(Task item):
Copy out the listing exactly.

(Exercise materials):
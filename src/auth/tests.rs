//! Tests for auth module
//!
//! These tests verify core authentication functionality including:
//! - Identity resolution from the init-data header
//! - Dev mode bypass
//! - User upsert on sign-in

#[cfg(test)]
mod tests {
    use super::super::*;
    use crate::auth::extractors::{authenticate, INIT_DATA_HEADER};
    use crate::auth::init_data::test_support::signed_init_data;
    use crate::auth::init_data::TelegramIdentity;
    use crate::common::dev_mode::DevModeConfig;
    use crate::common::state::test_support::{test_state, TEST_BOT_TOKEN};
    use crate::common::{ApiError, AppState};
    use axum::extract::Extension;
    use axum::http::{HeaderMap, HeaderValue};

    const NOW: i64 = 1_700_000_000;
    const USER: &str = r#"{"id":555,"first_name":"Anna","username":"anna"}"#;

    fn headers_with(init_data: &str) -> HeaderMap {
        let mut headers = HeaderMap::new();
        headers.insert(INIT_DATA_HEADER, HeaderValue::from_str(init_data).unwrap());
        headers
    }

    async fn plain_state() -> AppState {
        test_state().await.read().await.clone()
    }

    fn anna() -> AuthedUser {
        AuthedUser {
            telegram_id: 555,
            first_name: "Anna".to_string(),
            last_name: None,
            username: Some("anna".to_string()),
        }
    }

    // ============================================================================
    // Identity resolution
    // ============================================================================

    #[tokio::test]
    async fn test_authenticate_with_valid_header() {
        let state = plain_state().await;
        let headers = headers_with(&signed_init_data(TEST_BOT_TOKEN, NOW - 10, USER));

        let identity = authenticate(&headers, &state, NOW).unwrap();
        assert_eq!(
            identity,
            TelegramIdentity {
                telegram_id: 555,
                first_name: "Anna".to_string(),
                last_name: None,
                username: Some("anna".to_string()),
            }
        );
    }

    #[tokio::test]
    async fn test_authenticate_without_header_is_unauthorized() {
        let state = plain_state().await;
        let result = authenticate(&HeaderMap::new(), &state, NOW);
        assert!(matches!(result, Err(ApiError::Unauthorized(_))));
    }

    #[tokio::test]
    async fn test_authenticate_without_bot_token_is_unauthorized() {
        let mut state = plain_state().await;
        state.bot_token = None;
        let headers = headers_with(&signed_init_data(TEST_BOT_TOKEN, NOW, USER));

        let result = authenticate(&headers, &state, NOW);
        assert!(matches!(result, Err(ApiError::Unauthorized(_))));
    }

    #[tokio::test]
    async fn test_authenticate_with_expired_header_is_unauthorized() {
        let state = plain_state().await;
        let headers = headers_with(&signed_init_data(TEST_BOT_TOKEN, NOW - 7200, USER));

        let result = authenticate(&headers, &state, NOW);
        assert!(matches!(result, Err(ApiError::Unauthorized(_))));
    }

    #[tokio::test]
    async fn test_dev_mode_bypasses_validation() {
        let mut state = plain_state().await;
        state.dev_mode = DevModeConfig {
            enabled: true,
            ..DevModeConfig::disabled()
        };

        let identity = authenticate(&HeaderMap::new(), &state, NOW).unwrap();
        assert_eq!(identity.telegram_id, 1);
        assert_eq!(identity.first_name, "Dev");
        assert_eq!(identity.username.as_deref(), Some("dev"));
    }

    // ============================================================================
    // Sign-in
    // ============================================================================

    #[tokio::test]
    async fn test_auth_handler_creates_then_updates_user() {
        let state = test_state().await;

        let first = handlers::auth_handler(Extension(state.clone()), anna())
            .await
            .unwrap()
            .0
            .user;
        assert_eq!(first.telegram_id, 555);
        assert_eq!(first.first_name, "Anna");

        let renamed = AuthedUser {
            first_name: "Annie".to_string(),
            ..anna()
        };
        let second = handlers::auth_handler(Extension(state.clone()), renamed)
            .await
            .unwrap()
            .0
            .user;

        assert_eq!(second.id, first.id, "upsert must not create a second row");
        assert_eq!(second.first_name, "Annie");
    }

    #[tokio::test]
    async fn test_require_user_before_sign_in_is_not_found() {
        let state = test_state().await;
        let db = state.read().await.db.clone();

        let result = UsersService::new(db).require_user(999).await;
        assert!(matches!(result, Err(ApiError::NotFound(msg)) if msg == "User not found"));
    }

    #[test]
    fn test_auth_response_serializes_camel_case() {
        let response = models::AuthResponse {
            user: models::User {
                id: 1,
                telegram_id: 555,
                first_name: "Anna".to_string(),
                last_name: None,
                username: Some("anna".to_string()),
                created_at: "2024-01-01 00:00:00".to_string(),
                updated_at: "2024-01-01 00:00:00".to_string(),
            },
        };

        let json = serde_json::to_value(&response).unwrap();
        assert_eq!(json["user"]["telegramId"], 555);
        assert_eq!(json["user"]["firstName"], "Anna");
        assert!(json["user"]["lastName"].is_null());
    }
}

(Result of this task):
filename src/auth/tests.rs
//! Tests for auth module
//!
//! These tests verify core authentication functionality including:
//! - Identity resolution from the init-data header
//! - Dev mode bypass
//! - User upsert on sign-in

#[cfg(test)]
mod tests {
    use super::super::*;
    use crate::auth::extractors::{authenticate, INIT_DATA_HEADER};
    use crate::auth::init_data::test_support::signed_init_data;
    use crate::auth::init_data::TelegramIdentity;
    use crate::common::dev_mode::DevModeConfig;
    use crate::common::state::test_support::{test_state, TEST_BOT_TOKEN};
    use crate::common::{ApiError, AppState};
    use axum::extract::Extension;
    use axum::http::{HeaderMap, HeaderValue};

    const NOW: i64 = 1_700_000_000;
    const USER: &str = r#"{"id":555,"first_name":"Anna","username":"anna"}"#;

    fn headers_with(init_data: &str) -> HeaderMap {
        let mut headers = HeaderMap::new();
        headers.insert(INIT_DATA_HEADER, HeaderValue::from_str(init_data).unwrap());
        headers
    }

    async fn plain_state() -> AppState {
        test_state().await.read().await.clone()
    }

    fn anna() -> AuthedUser {
        AuthedUser {
            telegram_id: 555,
            first_name: "Anna".to_string(),
            last_name: None,
            username: Some("anna".to_string()),
        }
    }

    // ============================================================================
    // Identity resolution
    // ============================================================================

    #[tokio::test]
    async fn test_authenticate_with_valid_header() {
        let state = plain_state().await;
        let headers = headers_with(&signed_init_data(TEST_BOT_TOKEN, NOW - 10, USER));

        let identity = authenticate(&headers, &state, NOW).unwrap();
        assert_eq!(
            identity,
            TelegramIdentity {
                telegram_id: 555,
                first_name: "Anna".to_string(),
                last_name: None,
                username: Some("anna".to_string()),
            }
        );
    }

    #[tokio::test]
    async fn test_authenticate_without_header_is_unauthorized() {
        let state = plain_state().await;
        let result = authenticate(&HeaderMap::new(), &state, NOW);
        assert!(matches!(result, Err(ApiError::Unauthorized(_))));
    }

    #[tokio::test]
    async fn test_authenticate_without_bot_token_is_unauthorized() {
        let mut state = plain_state().await;
        state.bot_token = None;
        let headers = headers_with(&signed_init_data(TEST_BOT_TOKEN, NOW, USER));

        let result = authenticate(&headers, &state, NOW);
        assert!(matches!(result, Err(ApiError::Unauthorized(_))));
    }

    #[tokio::test]
    async fn test_authenticate_with_expired_header_is_unauthorized() {
        let state = plain_state().await;
        let headers = headers_with(&signed_init_data(TEST_BOT_TOKEN, NOW - 7200, USER));

        let result = authenticate(&headers, &state, NOW);
        assert!(matches!(result, Err(ApiError::Unauthorized(_))));
    }

    #[tokio::test]
    async fn test_dev_mode_bypasses_validation() {
        let mut state = plain_state().await;
        state.dev_mode = DevModeConfig {
            enabled: true,
            ..DevModeConfig::disabled()
        };

        let identity = authenticate(&HeaderMap::new(), &state, NOW).unwrap();
        assert_eq!(identity.telegram_id, 1);
        assert_eq!(identity.first_name, "Dev");
        assert_eq!(identity.username.as_deref(), Some("dev"));
    }

    // ============================================================================
    // Sign-in
    // ============================================================================

    #[tokio::test]
    async fn test_auth_handler_creates_then_updates_user() {
        let state = test_state().await;

        let first = handlers::auth_handler(Extension(state.clone()), anna())
            .await
            .unwrap()
            .0
            .user;
        assert_eq!(first.telegram_id, 555);
        assert_eq!(first.first_name, "Anna");

        let renamed = AuthedUser {
            first_name: "Annie".to_string(),
            ..anna()
        };
        let second = handlers::auth_handler(Extension(state.clone()), renamed)
            .await
            .unwrap()
            .0
            .user;

        assert_eq!(second.id, first.id, "upsert must not create a second row");
        assert_eq!(second.first_name, "Annie");
    }

    #[tokio::test]
    async fn test_require_user_before_sign_in_is_not_found() {
        let state = test_state().await;
        let db = state.read().await.db.clone();

        let result = UsersService::new(db).require_user(999).await;
        assert!(matches!(result, Err(ApiError::NotFound(msg)) if msg == "User not found"));
    }

    #[test]
    fn test_auth_response_serializes_camel_case() {
        let response = models::AuthResponse {
            user: models::User {
                id: 1,
                telegram_id: 555,
                first_name: "Anna".to_string(),
                last_name: None,
                username: Some("anna".to_string()),
                created_at: "2024-01-01 00:00:00".to_string(),
                updated_at: "2024-01-01 00:00:00".to_string(),
            },
        };

        let json = serde_json::to_value(&response).unwrap();
        assert_eq!(json["user"]["telegramId"], 555);
        assert_eq!(json["user"]["firstName"], "Anna");
        assert!(json["user"]["lastName"].is_null());
    }
}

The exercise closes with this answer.